Tuesday, July 28, 2015

Big Data vs. Big Gladwell


Here is a news article about a Malcolm Gladwell speech. This news article is of great interest to me, since it suggests that it's not actually very hard to build a lucrative career going around and giving knowledgeable-sounding speeches about concepts, technologies, or companies that are in the news. I could do that job. Dear readers, you know I could do that job. 

A more minor reason that this article is of interest to me is that it gives me a chance to do a snarky point-by-point refutation, which is something I have to do periodically or else go (more) insane. So let's go through and count some of the silly things that Malcolm Gladwell is quoted in this article as having said.
Last night futurist, journalist, prognosticator, and author Malcolm Gladwell told pretty much the most data-driven marketing technologist crowd imaginable that data is not their salvation. 
In fact, it could be their curse.
Bump-bump-BUMMMMM!!!


So how is data our curse?
“More data increases our confidence, not our accuracy,” [Gladwell] said at mobile marketing analytics provider Tune’s Postback 2015 event in Seattle. “I want to puncture marketers’ confidence and show you where data can’t help us.”
Except sometimes more data does increase our accuracy. For example, you can have an estimator that is asymptotically unbiased, but biased in small samples. So Gladwell is totally wrong about that.

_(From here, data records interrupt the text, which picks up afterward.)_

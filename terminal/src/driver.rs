use std::time::Duration;
use tokio::sync::mpsc;
use tokio::task::JoinHandle;
use tokio::time::{interval_at, Instant, MissedTickBehavior};
use tokio_util::sync::CancellationToken;
use tracing::{debug, info};

/// One firing of the tick driver.
#[derive(Debug, Clone, Copy, PartialEq, Eq)]
pub struct Tick {
    pub sequence: u64,
}

/// Fixed-interval tick source. The driver knows nothing about the engine; it
/// only delivers `Tick`s to whoever owns the receiver.
pub struct TickDriver;

impl TickDriver {
    /// Spawn the tick task. The first tick fires one `period` after start.
    /// Ticks missed by a slow consumer are skipped, not queued.
    pub fn start(period: Duration) -> (DriverHandle, mpsc::Receiver<Tick>) {
        let (tx, rx) = mpsc::channel(1);
        let token = CancellationToken::new();
        let task = tokio::spawn(run_driver(period, tx, token.clone()));
        info!("Tick driver started with a {:?} period", period);
        (DriverHandle { token, task: Some(task) }, rx)
    }
}

async fn run_driver(period: Duration, tx: mpsc::Sender<Tick>, token: CancellationToken) {
    let mut interval = interval_at(Instant::now() + period, period);
    interval.set_missed_tick_behavior(MissedTickBehavior::Skip);
    let mut sequence = 0u64;

    loop {
        tokio::select! {
            biased;

            _ = token.cancelled() => {
                debug!("Tick driver cancelled after {} ticks", sequence);
                break;
            }

            _ = interval.tick() => {
                sequence += 1;
                tokio::select! {
                    biased;
                    _ = token.cancelled() => break,
                    sent = tx.send(Tick { sequence }) => {
                        if sent.is_err() {
                            debug!("Tick receiver dropped, stopping driver");
                            break;
                        }
                    }
                }
            }
        }
    }
}

/// Keeps the tick task alive. Dropping the handle stops the driver.
pub struct DriverHandle {
    token: CancellationToken,
    task: Option<JoinHandle<()>>,
}

impl DriverHandle {
    pub fn stop(&self) {
        self.token.cancel();
    }

    pub fn is_stopped(&self) -> bool {
        self.token.is_cancelled()
    }

    /// Stop the driver and wait for its task to finish.
    pub async fn shutdown(mut self) {
        self.token.cancel();
        if let Some(task) = self.task.take() {
            let _ = task.await;
        }
    }
}

impl Drop for DriverHandle {
    fn drop(&mut self) {
        self.token.cancel();
    }
}
use crate::{EngineError, GameCommand, GameConfig, GameEvent, GameSession, PseudoRandom, Direction};

/// Receives a snapshot after every command that changed the session.
/// The snapshot is borrowed; observers that keep it must clone it.
pub trait SessionObserver {
    fn session_updated(&mut self, session: &GameSession, events: &[GameEvent]);
}

pub struct GameEngine {
    config: GameConfig,
    session: GameSession,
    rng: PseudoRandom,
    observers: Vec<Box<dyn SessionObserver + Send>>,
    tick_count: u32,
}

impl GameEngine {
    pub fn new(config: GameConfig) -> Result<Self, EngineError> {
        Self::with_rng(config, PseudoRandom::from_entropy_seed())
    }

    pub fn new_with_seed(config: GameConfig, rng_seed: u64) -> Result<Self, EngineError> {
        Self::with_rng(config, PseudoRandom::new(rng_seed))
    }

    /// Start from a staged session instead of the configured initial one.
    pub fn from_session(
        config: GameConfig,
        session: GameSession,
        rng_seed: u64,
    ) -> Result<Self, EngineError> {
        config.validate()?;
        if session.grid() != config.grid()? {
            return Err(EngineError::SessionMismatch(format!(
                "session grid {}x{} differs from configured {}x{}",
                session.grid().rows(),
                session.grid().cols(),
                config.num_rows,
                config.num_cols
            )));
        }
        session.check_invariants()?;

        Ok(GameEngine {
            config,
            session,
            rng: PseudoRandom::new(rng_seed),
            observers: Vec::new(),
            tick_count: 0,
        })
    }

    fn with_rng(config: GameConfig, rng: PseudoRandom) -> Result<Self, EngineError> {
        let session = GameSession::new(&config)?;
        Ok(GameEngine {
            config,
            session,
            rng,
            observers: Vec::new(),
            tick_count: 0,
        })
    }

    pub fn subscribe(&mut self, observer: Box<dyn SessionObserver + Send>) {
        self.observers.push(observer);
    }

    /// Run one command to completion and return the events it produced.
    ///
    /// On error the live session is left exactly as it was.
    pub fn exec_command(&mut self, command: GameCommand) -> Result<Vec<GameEvent>, EngineError> {
        let events = match command {
            GameCommand::Reset => {
                self.session = GameSession::new(&self.config)?;
                self.tick_count = 0;
                vec![GameEvent::Reset]
            }
            _ => {
                let step = match self
                    .session
                    .reduce(&command, self.config.food_policy, &mut self.rng)
                {
                    Ok(Some(step)) => step,
                    Ok(None) => return Ok(Vec::new()),
                    Err(e) => {
                        log::error!("Command {:?} failed: {}", command, e);
                        return Err(e);
                    }
                };
                if command == GameCommand::Tick {
                    self.tick_count += 1;
                }
                self.session = step.session;
                step.events
            }
        };

        log::debug!("Command {:?} produced {:?}", command, events);
        for observer in self.observers.iter_mut() {
            observer.session_updated(&self.session, &events);
        }

        Ok(events)
    }

    pub fn tick(&mut self) -> Result<Vec<GameEvent>, EngineError> {
        self.exec_command(GameCommand::Tick)
    }

    /// Illegal turns are ignored and yield no events.
    pub fn set_direction(&mut self, direction: Direction) -> Vec<GameEvent> {
        self.infallible(GameCommand::Turn { direction })
    }

    pub fn pause(&mut self) -> Vec<GameEvent> {
        self.infallible(GameCommand::Pause)
    }

    pub fn resume(&mut self) -> Vec<GameEvent> {
        self.infallible(GameCommand::Resume)
    }

    pub fn reset(&mut self) -> Vec<GameEvent> {
        self.infallible(GameCommand::Reset)
    }

    // Only ticks place food and a validated config always builds a session,
    // so these commands cannot fail.
    fn infallible(&mut self, command: GameCommand) -> Vec<GameEvent> {
        self.exec_command(command).unwrap_or_default()
    }

    pub fn session(&self) -> &GameSession {
        &self.session
    }

    pub fn config(&self) -> &GameConfig {
        &self.config
    }

    pub fn tick_count(&self) -> u32 {
        self.tick_count
    }
}
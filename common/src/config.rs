use crate::constants::*;
use crate::{EngineError, Grid};
use anyhow::{Context, Result};
use serde::{Deserialize, Serialize};
use std::path::Path;

/// How food placement behaves once the random sampling budget runs out.
#[derive(Debug, Clone, Copy, PartialEq, Eq, Default, Serialize, Deserialize)]
#[serde(rename_all = "snake_case")]
pub enum FoodPolicy {
    /// Give up with `BoardFullOrUnlucky`.
    #[default]
    RandomRetry,
    /// Fall back to the first empty cell in index order.
    RandomThenScan,
}

/// Configuration for a game session, fixed once the engine is built
#[derive(Debug, Clone, PartialEq, Eq, Serialize, Deserialize)]
#[serde(default)]
pub struct GameConfig {
    /// Cell the snake head starts on
    pub start_index: usize,
    /// Height of the grid
    pub num_rows: usize,
    /// Width of the grid
    pub num_cols: usize,
    /// Period of the external tick driver
    pub tick_interval_ms: u64,
    pub food_policy: FoodPolicy,
}

impl Default for GameConfig {
    fn default() -> Self {
        Self {
            start_index: DEFAULT_START_INDEX,
            num_rows: DEFAULT_NUM_ROWS,
            num_cols: DEFAULT_NUM_COLS,
            tick_interval_ms: DEFAULT_TICK_INTERVAL_MS,
            food_policy: FoodPolicy::default(),
        }
    }
}

impl GameConfig {
    /// Create a configuration with a custom grid and a start cell
    pub fn new(num_rows: usize, num_cols: usize, start_index: usize) -> Self {
        Self {
            start_index,
            num_rows,
            num_cols,
            ..Default::default()
        }
    }

    /// Read a JSON configuration file. Missing fields take their defaults.
    pub fn load(path: &Path) -> Result<Self> {
        let raw = std::fs::read_to_string(path)
            .with_context(|| format!("Failed to read config file: {:?}", path))?;
        let config: GameConfig = serde_json::from_str(&raw)
            .with_context(|| format!("Failed to parse config file: {:?}", path))?;
        config.validate()?;
        Ok(config)
    }

    pub fn grid(&self) -> Result<Grid, EngineError> {
        Grid::new(self.num_rows, self.num_cols)
    }

    pub fn validate(&self) -> Result<(), EngineError> {
        let grid = self.grid()?;
        if !grid.contains(self.start_index) {
            return Err(EngineError::InvalidConfig(format!(
                "start index {} is outside the {}x{} grid",
                self.start_index, self.num_rows, self.num_cols
            )));
        }
        if self.tick_interval_ms == 0 {
            return Err(EngineError::InvalidConfig(
                "tick interval must be positive".to_string(),
            ));
        }
        Ok(())
    }
}

#[cfg(test)]
mod tests {
    use super::*;

    #[test]
    fn test_default_config() {
        let config = GameConfig::default();
        assert_eq!(config.start_index, 20);
        assert_eq!(config.num_rows, 20);
        assert_eq!(config.num_cols, 20);
        assert_eq!(config.tick_interval_ms, 100);
        assert_eq!(config.food_policy, FoodPolicy::RandomRetry);
        assert!(config.validate().is_ok());
    }

    #[test]
    fn test_rejects_malformed_config() {
        assert!(GameConfig::new(0, 5, 0).validate().is_err());
        assert!(GameConfig::new(5, 5, 25).validate().is_err());

        let config = GameConfig {
            tick_interval_ms: 0,
            ..GameConfig::new(5, 5, 12)
        };
        assert!(matches!(config.validate(), Err(EngineError::InvalidConfig(_))));
    }

    #[test]
    fn test_partial_json_uses_defaults() {
        let config: GameConfig =
            serde_json::from_str(r#"{"num_rows": 8, "food_policy": "random_then_scan"}"#).unwrap();
        assert_eq!(config.num_rows, 8);
        assert_eq!(config.num_cols, DEFAULT_NUM_COLS);
        assert_eq!(config.food_policy, FoodPolicy::RandomThenScan);
    }

    #[test]
    fn test_load_reports_bad_file() {
        let path = std::env::temp_dir().join("torus-snake-missing-config.json");
        let _ = std::fs::remove_file(&path);
        assert!(GameConfig::load(&path).is_err());
    }
}
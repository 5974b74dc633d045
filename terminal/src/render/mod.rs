pub mod board;
pub mod standard_renderer;
pub mod traits;
pub mod types;
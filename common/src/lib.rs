mod config;
mod constants;
mod error;
mod game_engine;
mod game_state;
mod grid;
mod snake;

pub mod food;
pub mod util;

pub use config::*;
pub use constants::*;
pub use error::*;
pub use game_engine::*;
pub use game_state::*;
pub use grid::*;
pub use snake::*;
pub use util::PseudoRandom;
use crate::app::AppCommand;
use common::{Direction, GameCommand};
use crossterm::event::{Event, KeyCode, KeyEvent, KeyEventKind, KeyModifiers};

/// Translate a terminal event into an app command. Key releases and repeats
/// reported by some terminals are ignored.
pub fn map_event(event: &Event) -> Option<AppCommand> {
    match event {
        Event::Key(key) if key.kind == KeyEventKind::Press => map_key(*key),
        Event::FocusLost => Some(AppCommand::Engine(GameCommand::Pause)),
        Event::FocusGained => Some(AppCommand::Engine(GameCommand::Resume)),
        _ => None,
    }
}

pub fn map_key(key: KeyEvent) -> Option<AppCommand> {
    if key.modifiers.contains(KeyModifiers::CONTROL) && key.code == KeyCode::Char('c') {
        return Some(AppCommand::Quit);
    }

    let turn = |direction| Some(AppCommand::Engine(GameCommand::Turn { direction }));
    match key.code {
        KeyCode::Up | KeyCode::Char('w') => turn(Direction::Up),
        KeyCode::Down | KeyCode::Char('s') => turn(Direction::Down),
        KeyCode::Left | KeyCode::Char('a') => turn(Direction::Left),
        KeyCode::Right | KeyCode::Char('d') => turn(Direction::Right),
        KeyCode::Char('p') | KeyCode::Char(' ') => Some(AppCommand::TogglePause),
        KeyCode::Char('r') => Some(AppCommand::Engine(GameCommand::Resume)),
        KeyCode::Char('n') => Some(AppCommand::NewGame),
        KeyCode::Char('q') | KeyCode::Esc => Some(AppCommand::Quit),
        _ => None,
    }
}
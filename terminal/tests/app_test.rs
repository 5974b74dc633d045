use common::{Direction, GameCommand, GameConfig, GameStatus};
use crossterm::event::{Event, KeyCode, KeyEvent, KeyEventKind, KeyModifiers};
use ratatui::{backend::TestBackend, Terminal};
use terminal::app::{App, AppCommand};
use terminal::config::Settings;
use terminal::input;
use terminal::render::types::RenderConfig;

fn settings(rows: usize, cols: usize, start: usize) -> Settings {
    Settings {
        game: GameConfig::new(rows, cols, start),
        render: RenderConfig::default(),
        seed: Some(1),
        log_file: std::env::temp_dir().join("torus-snake-test.log"),
    }
}

fn key(code: KeyCode) -> Event {
    Event::Key(KeyEvent::new(code, KeyModifiers::NONE))
}

fn screen_text(terminal: &Terminal<TestBackend>) -> String {
    terminal
        .backend()
        .buffer()
        .content()
        .iter()
        .map(|cell| cell.symbol())
        .collect()
}

#[test]
fn arrow_keys_and_wasd_map_to_turns() {
    let turn = |direction| Some(AppCommand::Engine(GameCommand::Turn { direction }));
    assert_eq!(input::map_key(KeyEvent::new(KeyCode::Up, KeyModifiers::NONE)), turn(Direction::Up));
    assert_eq!(input::map_key(KeyEvent::new(KeyCode::Char('a'), KeyModifiers::NONE)), turn(Direction::Left));
    assert_eq!(input::map_key(KeyEvent::new(KeyCode::Char('s'), KeyModifiers::NONE)), turn(Direction::Down));
    assert_eq!(input::map_key(KeyEvent::new(KeyCode::Right, KeyModifiers::NONE)), turn(Direction::Right));
    assert_eq!(input::map_key(KeyEvent::new(KeyCode::Char('x'), KeyModifiers::NONE)), None);
    assert_eq!(
        input::map_key(KeyEvent::new(KeyCode::Char('c'), KeyModifiers::CONTROL)),
        Some(AppCommand::Quit)
    );
}

#[test]
fn focus_changes_pause_and_resume() {
    assert_eq!(
        input::map_event(&Event::FocusLost),
        Some(AppCommand::Engine(GameCommand::Pause))
    );
    assert_eq!(
        input::map_event(&Event::FocusGained),
        Some(AppCommand::Engine(GameCommand::Resume))
    );
}

#[test]
fn key_releases_are_ignored() {
    let mut app = App::new(&settings(5, 5, 12)).unwrap();
    let release = Event::Key(KeyEvent::new_with_kind(
        KeyCode::Up,
        KeyModifiers::NONE,
        KeyEventKind::Release,
    ));
    assert_eq!(app.handle_event(&release), None);
}

#[test]
fn start_resumes_and_takes_focus() {
    let mut app = App::new(&settings(5, 5, 12)).unwrap();
    assert_eq!(app.session().status(), GameStatus::Paused);
    assert!(!app.has_focus());

    app.start().unwrap();

    assert_eq!(app.session().status(), GameStatus::Running);
    assert!(app.has_focus());
}

#[test]
fn toggle_pause_flips_between_states() {
    let mut app = App::new(&settings(5, 5, 12)).unwrap();
    app.start().unwrap();

    let command = app.handle_event(&key(KeyCode::Char('p'))).unwrap();
    assert_eq!(command, AppCommand::TogglePause);
    app.handle_command(command.clone()).unwrap();
    assert_eq!(app.session().status(), GameStatus::Paused);
    assert!(!app.has_focus());

    app.handle_command(command).unwrap();
    assert_eq!(app.session().status(), GameStatus::Running);
}

#[test]
fn ticks_and_turns_move_the_snake() {
    let mut app = App::new(&settings(5, 5, 12)).unwrap();
    app.start().unwrap();

    app.on_tick().unwrap();
    assert_eq!(app.session().head(), 13);

    let command = app.handle_event(&key(KeyCode::Down)).unwrap();
    app.handle_command(command).unwrap();
    app.on_tick().unwrap();
    assert_eq!(app.session().head(), 18);
}

#[test]
fn new_game_resets_and_starts() {
    let mut app = App::new(&settings(5, 5, 12)).unwrap();
    app.start().unwrap();
    for _ in 0..3 {
        app.on_tick().unwrap();
    }
    assert_ne!(app.session().head(), 12);

    app.handle_command(AppCommand::NewGame).unwrap();

    assert_eq!(app.session().head(), 12);
    assert_eq!(app.session().snake_len(), 1);
    assert_eq!(app.session().food(), None);
    assert_eq!(app.session().status(), GameStatus::Running);
}

#[test]
fn full_board_ends_the_session_with_an_error() {
    // 1x2 board: the first tick puts food on the only free cell, the second
    // eats it and leaves nowhere for new food
    let mut app = App::new(&settings(1, 2, 0)).unwrap();
    app.start().unwrap();

    app.on_tick().unwrap();
    assert_eq!(app.session().food(), Some(0));

    let before = app.session().clone();
    assert!(app.on_tick().is_err());
    assert_eq!(app.session(), &before);
}

#[test]
fn zoom_keys_stay_in_the_view() {
    let mut app = App::new(&settings(5, 5, 12)).unwrap();
    assert_eq!(app.handle_event(&key(KeyCode::Char('+'))), None);
    assert_eq!(app.handle_event(&key(KeyCode::Char('-'))), None);
}

#[test]
fn screen_shows_length_and_status() {
    let mut app = App::new(&settings(5, 5, 12)).unwrap();
    let mut terminal = Terminal::new(TestBackend::new(80, 30)).unwrap();

    terminal.draw(|f| app.render(f)).unwrap();
    let text = screen_text(&terminal);
    assert!(text.contains("Length: 1"));
    assert!(text.contains("Paused"));

    app.start().unwrap();
    app.on_tick().unwrap();
    terminal.draw(|f| app.render(f)).unwrap();
    let text = screen_text(&terminal);
    assert!(text.contains("Running"));
    assert!(text.contains('█'));
}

Next, Gladwell tells us about the "Snapchat Problem":
The average person under 25 is texting more each day than the average person over 55 texts each year, Gladwell says. That’s what the data can tell us. 
What it can’t tell us is why. 
“The data can’t tell us the nature of the behavior,” Gladwell said. “Maybe it’s developmental … or maybe it’s generational.”
Well that particular piece of data won't tell you, but maybe others could. For example, you could use regional/national variation in the time that countries got smartphone service, and compare Snapchat uptake among age-matched cohorts. 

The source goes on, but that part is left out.